Ana acabou escolhendo, para o projeto, as suas músicas favoritas, mas reconhece que muitas ficaram de fora. A artista enfatiza que Belchior é um cancioneiro muito rico e que teria material para dois ou três discos.
— Escolhi as que conversam com as minhas próprias experiências de vida, as que contam histórias com as quais me identifico e que possibilitam a verdade na interpretação. Como mulher, é interessante perceber diferentes conotações em alguns versos. É uma visão diferente onde aprendo e cresço como ser humano — reforça.
Com a turnê, Ana explica que o reencontro com o público tem sido "emocionante", depois do período de confinamento devido à pandemia. Segundo ela, ver nos olhos dos fãs o sentimento quando interpreta cada canção de Belchior mostra que o artista "foi realmente além", com uma obra que atingiu "a metafísica das coisas":
- É muito emocionante porque quando vejo nos olhos do público o amor por essa obra, por essas canções, é que bate aquele sentimento: esse cara foi realmente além. É muito especial. Como compositora, penso que não há nada mais bonito do que transcender e deixar uma obra que atingiu a metafísica das coisas.
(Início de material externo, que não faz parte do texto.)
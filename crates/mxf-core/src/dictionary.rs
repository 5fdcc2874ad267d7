//! Canonical UL catalog (§4.2). Every wire-identifying key used by the codec
//! layers above is drawn from here — no UL is synthesized elsewhere.

use crate::ul::Ul;
use phf::phf_map;

/// Wire representation of a dictionary-registered property, used by the TLV
/// (de)serializer in `mxf-klv`/`mxf-metadata` to pick the right codec.
#[derive(Debug, Clone, Copy, PartialEq, Eq)]
pub enum WireType {
    UInt8,
    UInt16,
    UInt32,
    UInt64,
    Int32,
    Int64,
    Rational,
    Ul,
    Uuid,
    Umid,
    Utf16String,
    Timestamp,
    RgbaLayout,
    /// Array of 16-byte ULs (e.g. `EssenceContainers`, `DMSchemes`).
    BatchUl,
    /// Array of UUID strong references (e.g. `Packages`, `Identifications`).
    BatchUuid,
    /// Opaque byte string, length-prefixed by the TLV framing.
    OpaqueBytes,
}

/// One catalog entry: symbolic name, canonical UL, and wire type.
#[derive(Debug, Clone, Copy)]
pub struct Entry {
    pub name: &'static str,
    pub ul: Ul,
    pub wire_type: WireType,
}

macro_rules! ul_bytes {
    ($($b:expr),* $(,)?) => { [$($b),*] };
}

const fn e(name: &'static str, bytes: [u8; 16], wire_type: WireType) -> Entry {
    Entry { name, ul: Ul::new(bytes), wire_type }
}

// Metadata-set keys: 06 0e 2b 34 02 53 01 01 0d 01 01 01 01 01 <item> 00
macro_rules! set_key {
    ($item:expr) => {
        ul_bytes!(0x06, 0x0E, 0x2B, 0x34, 0x02, 0x53, 0x01, 0x01, 0x0D, 0x01, 0x01, 0x01, 0x01, 0x01, $item, 0x00)
    };
}

// Essence-container label keys: 06 0e 2b 34 04 01 01 0d 01 03 01 02 <codec> <wrap> 00 00
macro_rules! ec_label {
    ($codec:expr, $wrap:expr) => {
        ul_bytes!(0x06, 0x0E, 0x2B, 0x34, 0x04, 0x01, 0x01, 0x0D, 0x01, 0x03, 0x01, 0x02, $codec, $wrap, 0x00, 0x00)
    };
}

// Generic Container essence-element item keys: one per codec/wrap pairing.
macro_rules! essence_key {
    ($codec:expr, $wrap:expr) => {
        ul_bytes!(0x06, 0x0E, 0x2B, 0x34, 0x01, 0x02, 0x01, 0x01, 0x0D, 0x01, 0x03, 0x01, $codec, $wrap, 0x01, 0x00)
    };
}

pub const KLV_FILL: Ul = Ul::new(ul_bytes!(
    0x06, 0x0E, 0x2B, 0x34, 0x01, 0x01, 0x01, 0x01, 0x03, 0x01, 0x02, 0x10, 0x01, 0x00, 0x00, 0x00
));

pub const PRIMER_PACK: Ul = Ul::new(ul_bytes!(
    0x06, 0x0E, 0x2B, 0x34, 0x02, 0x05, 0x01, 0x01, 0x0D, 0x01, 0x02, 0x01, 0x01, 0x05, 0x01, 0x00
));

pub const RANDOM_INDEX_PACK: Ul = Ul::new(ul_bytes!(
    0x06, 0x0E, 0x2B, 0x34, 0x02, 0x05, 0x01, 0x01, 0x0D, 0x01, 0x02, 0x01, 0x01, 0x11, 0x01, 0x00
));

pub const INDEX_TABLE_SEGMENT: Ul = Ul::new(ul_bytes!(
    0x06, 0x0E, 0x2B, 0x34, 0x02, 0x53, 0x01, 0x01, 0x0D, 0x01, 0x02, 0x01, 0x01, 0x10, 0x01, 0x00
));

/// Partition-pack key prefix (bytes 0-12); bytes 13 (kind) and 14
/// (openness/completeness) vary per §4.5.
pub const PARTITION_PACK_PREFIX: [u8; 13] =
    [0x06, 0x0E, 0x2B, 0x34, 0x02, 0x05, 0x01, 0x01, 0x0D, 0x01, 0x02, 0x01, 0x01];

/// Triplet (encrypted frame) wrapper key.
pub const ENCRYPTED_TRIPLET: Ul = Ul::new(ul_bytes!(
    0x06, 0x0E, 0x2B, 0x34, 0x02, 0x04, 0x01, 0x07, 0x0D, 0x01, 0x03, 0x01, 0x02, 0x7E, 0x01, 0x00
));

/// Cryptographic algorithm labels referenced by `CryptographicContext`'s
/// `CipherAlgorithm`/`MICAlgorithm` fields (§4.10).
pub const AES_CBC_128: Ul = Ul::new(ul_bytes!(
    0x06, 0x0E, 0x2B, 0x34, 0x04, 0x01, 0x01, 0x0D, 0x01, 0x03, 0x02, 0x01, 0x02, 0x01, 0x00, 0x00
));

pub const HMAC_SHA1_MIC: Ul = Ul::new(ul_bytes!(
    0x06, 0x0E, 0x2B, 0x34, 0x04, 0x01, 0x01, 0x0D, 0x01, 0x03, 0x02, 0x01, 0x02, 0x02, 0x00, 0x00
));

/// Generic Container item UL "kind" bytes used by `essence_key!`/`ec_label!`,
/// one per §1 essence type. Distinct constants so façades never hand-roll a
/// UL.
pub mod codec {
    pub const JPEG2000: u8 = 0x0C;
    pub const JPEG_XS: u8 = 0x1C;
    pub const ACES: u8 = 0x0D;
    pub const PCM: u8 = 0x06;
    pub const IAB: u8 = 0x1A;
    pub const ISXD: u8 = 0x17;
    pub const TIMED_TEXT: u8 = 0x0E;
    pub const PHDR: u8 = 0x1D;
}

pub mod wrap {
    pub const FRAME: u8 = 0x01;
    pub const CLIP: u8 = 0x02;
}

pub static ENTRIES: phf::Map<&'static str, Entry> = phf_map! {
    // -- Operational patterns --
    "OPAtom" => e("OPAtom", ul_bytes!(0x06,0x0E,0x2B,0x34,0x04,0x01,0x01,0x0D,0x01,0x01,0x01,0x01,0x01,0x10,0x00,0x00), WireType::Ul),
    "OP1a" => e("OP1a", ul_bytes!(0x06,0x0E,0x2B,0x34,0x04,0x01,0x01,0x0D,0x01,0x01,0x01,0x01,0x01,0x01,0x00,0x00), WireType::Ul),

    // -- Essence container labels (descriptor EssenceContainer field) --
    "JPEG2000EssenceFrame" => e("JPEG2000EssenceFrame", ec_label!(codec::JPEG2000, wrap::FRAME), WireType::Ul),
    "JPEGXSEssenceFrame" => e("JPEGXSEssenceFrame", ec_label!(codec::JPEG_XS, wrap::FRAME), WireType::Ul),
    "ACESEssenceFrame" => e("ACESEssenceFrame", ec_label!(codec::ACES, wrap::FRAME), WireType::Ul),
    "WAVEssenceClip" => e("WAVEssenceClip", ec_label!(codec::PCM, wrap::CLIP), WireType::Ul),
    "IABEssenceClip" => e("IABEssenceClip", ec_label!(codec::IAB, wrap::CLIP), WireType::Ul),
    "FrameWrappedISXDContainer" => e("FrameWrappedISXDContainer", ec_label!(codec::ISXD, wrap::FRAME), WireType::Ul),
    "TimedTextEssenceClip" => e("TimedTextEssenceClip", ec_label!(codec::TIMED_TEXT, wrap::CLIP), WireType::Ul),
    "PHDRMetadataFrame" => e("PHDRMetadataFrame", ec_label!(codec::PHDR, wrap::FRAME), WireType::Ul),

    // -- Generic Container essence-element keys (EKLV plain-frame Key) --
    "JPEG2000Essence" => e("JPEG2000Essence", essence_key!(codec::JPEG2000, wrap::FRAME), WireType::Ul),
    "JPEGXSEssence" => e("JPEGXSEssence", essence_key!(codec::JPEG_XS, wrap::FRAME), WireType::Ul),
    "ACESEssence" => e("ACESEssence", essence_key!(codec::ACES, wrap::FRAME), WireType::Ul),
    "WAVEssence" => e("WAVEssence", essence_key!(codec::PCM, wrap::CLIP), WireType::Ul),
    "IABEssence" => e("IABEssence", essence_key!(codec::IAB, wrap::CLIP), WireType::Ul),
    "ISXDEssence" => e("ISXDEssence", essence_key!(codec::ISXD, wrap::FRAME), WireType::Ul),
    "TimedTextEssence" => e("TimedTextEssence", essence_key!(codec::TIMED_TEXT, wrap::CLIP), WireType::Ul),
    "PHDRImageMetadataItem" => e("PHDRImageMetadataItem", essence_key!(codec::PHDR, wrap::FRAME), WireType::Ul),

    // -- Data definitions --
    "PictureDataDefinition" => e("PictureDataDefinition", ul_bytes!(0x06,0x0E,0x2B,0x34,0x04,0x01,0x01,0x01,0x01,0x03,0x02,0x02,0x01,0x00,0x00,0x00), WireType::Ul),
    "SoundDataDefinition" => e("SoundDataDefinition", ul_bytes!(0x06,0x0E,0x2B,0x34,0x04,0x01,0x01,0x01,0x01,0x03,0x02,0x02,0x02,0x00,0x00,0x00), WireType::Ul),
    "DataDataDefinition" => e("DataDataDefinition", ul_bytes!(0x06,0x0E,0x2B,0x34,0x04,0x01,0x01,0x01,0x01,0x03,0x02,0x02,0x03,0x00,0x00,0x00), WireType::Ul),

    // -- Interchange object set keys --
    "Preface" => e("Preface", set_key!(0x2F), WireType::Ul),
    "Identification" => e("Identification", set_key!(0x30), WireType::Ul),
    "ContentStorage" => e("ContentStorage", set_key!(0x18), WireType::Ul),
    "MaterialPackage" => e("MaterialPackage", set_key!(0x36), WireType::Ul),
    "SourcePackage" => e("SourcePackage", set_key!(0x37), WireType::Ul),
    "Track" => e("Track", set_key!(0x3B), WireType::Ul),
    "StaticTrack" => e("StaticTrack", set_key!(0x3A), WireType::Ul),
    "Sequence" => e("Sequence", set_key!(0x0F), WireType::Ul),
    "SourceClip" => e("SourceClip", set_key!(0x11), WireType::Ul),
    "TimecodeComponent" => e("TimecodeComponent", set_key!(0x14), WireType::Ul),
    "DMSegment" => e("DMSegment", set_key!(0x41), WireType::Ul),
    "GenericPictureEssenceDescriptor" => e("GenericPictureEssenceDescriptor", set_key!(0x27), WireType::Ul),
    "CDCIEssenceDescriptor" => e("CDCIEssenceDescriptor", set_key!(0x28), WireType::Ul),
    "RGBAEssenceDescriptor" => e("RGBAEssenceDescriptor", set_key!(0x29), WireType::Ul),
    "GenericSoundEssenceDescriptor" => e("GenericSoundEssenceDescriptor", set_key!(0x42), WireType::Ul),
    "WaveAudioDescriptor" => e("WaveAudioDescriptor", set_key!(0x48), WireType::Ul),
    "IABEssenceDescriptor" => e("IABEssenceDescriptor", set_key!(0x5C), WireType::Ul),
    "ISXDDataEssenceDescriptor" => e("ISXDDataEssenceDescriptor", set_key!(0x5D), WireType::Ul),
    "TimedTextDescriptor" => e("TimedTextDescriptor", set_key!(0x5E), WireType::Ul),
    "ACESPictureSubDescriptor" => e("ACESPictureSubDescriptor", set_key!(0x60), WireType::Ul),
    "JPEG2000PictureSubDescriptor" => e("JPEG2000PictureSubDescriptor", set_key!(0x61), WireType::Ul),
    "JPEGXSPictureSubDescriptor" => e("JPEGXSPictureSubDescriptor", set_key!(0x62), WireType::Ul),
    "TargetFrameSubDescriptor" => e("TargetFrameSubDescriptor", set_key!(0x63), WireType::Ul),
    "ContainerConstraintsSubDescriptor" => e("ContainerConstraintsSubDescriptor", set_key!(0x64), WireType::Ul),
    "IABSoundfieldLabelSubDescriptor" => e("IABSoundfieldLabelSubDescriptor", set_key!(0x65), WireType::Ul),
    "AudioChannelLabelSubDescriptor" => e("AudioChannelLabelSubDescriptor", set_key!(0x66), WireType::Ul),
    "SoundfieldGroupLabelSubDescriptor" => e("SoundfieldGroupLabelSubDescriptor", set_key!(0x67), WireType::Ul),
    "GroupOfSoundfieldGroupsLabelSubDescriptor" => e("GroupOfSoundfieldGroupsLabelSubDescriptor", set_key!(0x68), WireType::Ul),
    "TimedTextResourceSubDescriptor" => e("TimedTextResourceSubDescriptor", set_key!(0x69), WireType::Ul),
    "PHDRMetadataTrackSubDescriptor" => e("PHDRMetadataTrackSubDescriptor", set_key!(0x6A), WireType::Ul),
    "CryptographicFramework" => e("CryptographicFramework", set_key!(0x70), WireType::Ul),
    "CryptographicContext" => e("CryptographicContext", set_key!(0x71), WireType::Ul),
    "EssenceContainerData" => e("EssenceContainerData", set_key!(0x72), WireType::Ul),
    "TextBasedDMFramework" => e("TextBasedDMFramework", set_key!(0x73), WireType::Ul),
    "GenericStreamTextBasedSet" => e("GenericStreamTextBasedSet", set_key!(0x74), WireType::Ul),

    // -- Property ULs (a representative, not exhaustive, subset) --
    "InstanceUID" => e("InstanceUID", set_key!(0x01), WireType::Uuid),
    "GenerationUID" => e("GenerationUID", set_key!(0x02), WireType::Uuid),
    "LastModifiedDate" => e("LastModifiedDate", set_key!(0x05), WireType::Timestamp),
    "Version" => e("Version", set_key!(0x06), WireType::UInt16),
    "OperationalPattern" => e("OperationalPattern", set_key!(0x07), WireType::Ul),
    "EssenceContainers" => e("EssenceContainers", set_key!(0x08), WireType::BatchUl),
    "DMSchemes" => e("DMSchemes", set_key!(0x09), WireType::BatchUl),
    "ContentStorageRef" => e("ContentStorageRef", set_key!(0x0A), WireType::Uuid),
    "IdentificationsRef" => e("IdentificationsRef", set_key!(0x0B), WireType::BatchUuid),
    "ConformsToSpecifications" => e("ConformsToSpecifications", set_key!(0x0C), WireType::BatchUl),
    "PackagesRef" => e("PackagesRef", set_key!(0x0D), WireType::BatchUuid),
    "EssenceContainerDataRef" => e("EssenceContainerDataRef", set_key!(0x0E), WireType::BatchUuid),
    "PackageUID" => e("PackageUID", set_key!(0x10), WireType::Umid),
    "TracksRef" => e("TracksRef", set_key!(0x12), WireType::BatchUuid),
    "DescriptorRef" => e("DescriptorRef", set_key!(0x13), WireType::Uuid),
    "TrackID" => e("TrackID", set_key!(0x15), WireType::UInt32),
    "TrackNumber" => e("TrackNumber", set_key!(0x16), WireType::UInt32),
    "TrackName" => e("TrackName", set_key!(0x17), WireType::Utf16String),
    "EditRate" => e("EditRate", set_key!(0x18), WireType::Rational),
    "Origin" => e("Origin", set_key!(0x19), WireType::Int64),
    "SequenceRef" => e("SequenceRef", set_key!(0x1A), WireType::Uuid),
    "DataDefinition" => e("DataDefinition", set_key!(0x1B), WireType::Ul),
    "Duration" => e("Duration", set_key!(0x1C), WireType::Int64),
    "StructuralComponentsRef" => e("StructuralComponentsRef", set_key!(0x1D), WireType::BatchUuid),
    "SampleRate" => e("SampleRate", set_key!(0x1E), WireType::Rational),
    "EssenceContainerUl" => e("EssenceContainerUl", set_key!(0x1F), WireType::Ul),
    "Codec" => e("Codec", set_key!(0x20), WireType::Ul),
    "ContainerDuration" => e("ContainerDuration", set_key!(0x21), WireType::Int64),
    "LinkedTrackID" => e("LinkedTrackID", set_key!(0x22), WireType::UInt32),
    "FrameLayout" => e("FrameLayout", set_key!(0x23), WireType::UInt8),
    "StoredWidth" => e("StoredWidth", set_key!(0x24), WireType::UInt32),
    "StoredHeight" => e("StoredHeight", set_key!(0x25), WireType::UInt32),
    "AspectRatio" => e("AspectRatio", set_key!(0x26), WireType::Rational),
    "PictureEssenceCoding" => e("PictureEssenceCoding", set_key!(0x2A), WireType::Ul),
    "AudioSamplingRate" => e("AudioSamplingRate", set_key!(0x2B), WireType::Rational),
    "ChannelCount" => e("ChannelCount", set_key!(0x2C), WireType::UInt32),
    "QuantizationBits" => e("QuantizationBits", set_key!(0x2D), WireType::UInt32),
    "BlockAlign" => e("BlockAlign", set_key!(0x2E), WireType::UInt16),
    "SourceEssenceContainer" => e("SourceEssenceContainer", set_key!(0x31), WireType::Ul),
    "CipherAlgorithm" => e("CipherAlgorithm", set_key!(0x32), WireType::Ul),
    "MICAlgorithm" => e("MICAlgorithm", set_key!(0x33), WireType::Ul),
    "CryptographicKeyID" => e("CryptographicKeyID", set_key!(0x34), WireType::Uuid),
    "ContextRef" => e("ContextRef", set_key!(0x35), WireType::Uuid),
    "ProductName" => e("ProductName", set_key!(0x3C), WireType::Utf16String),
    "CompanyName" => e("CompanyName", set_key!(0x3D), WireType::Utf16String),
    "ProductVersion" => e("ProductVersion", set_key!(0x3E), WireType::OpaqueBytes),
    "ProductUID" => e("ProductUID", set_key!(0x3F), WireType::Uuid),
    "ModificationDate" => e("ModificationDate", set_key!(0x40), WireType::Timestamp),
};

/// Read-only, process-wide registry (§4.2). Safe to share: `ENTRIES` is a
/// perfect-hash map computed at compile time, no runtime initialization is
/// required (the "global mutable state" design note in spec.md §9 is moot
/// here — there is nothing to initialize).
pub struct Dictionary;

impl Dictionary {
    pub fn ul(name: &str) -> Option<Ul> {
        ENTRIES.get(name).map(|e| e.ul)
    }

    pub fn find_by_ul(ul: &Ul) -> Option<&'static Entry> {
        ENTRIES.values().find(|e| &e.ul == ul)
    }

    pub fn find_any_version(ul: &Ul) -> Option<&'static Entry> {
        ENTRIES.values().find(|e| e.ul.eq_any_version(ul))
    }
}

#[cfg(test)]
mod tests {
    use super::*;

    #[test]
    fn lookup_by_name_and_back() {
        let ul = Dictionary::ul("OPAtom").expect("OPAtom registered");
        let entry = Dictionary::find_by_ul(&ul).expect("round-trips");
        assert_eq!(entry.name, "OPAtom");
    }

    #[test]
    fn unknown_name_is_none() {
        assert!(Dictionary::ul("NotARegisteredName").is_none());
    }

    #[test]
    fn partition_pack_prefix_matches_essence_container_scheme() {
        // Every metadata set key and the partition pack share the SMPTE
        // designator prefix (bytes 0-3).
        assert_eq!(&PARTITION_PACK_PREFIX[0..4], &[0x06, 0x0E, 0x2B, 0x34]);
    }
}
Sobre a apresentação em Porto Alegre nesta quinta-feira, ela diz:
— Estou muito feliz e ansiosa. Belchior tem uma história muito bonita com o Sul. Ele escolheu esse lugar para viver o seu período de autoexílio e tinha um carinho muito grande pelas pessoas daqui e vice-versa. Vai ser emocionante, vou chorar (para variar).
Os ingressos para o show de Ana Cañas variam de R$ 60 a R$ 180 e podem ser adquiridos pelo site da Uhuu.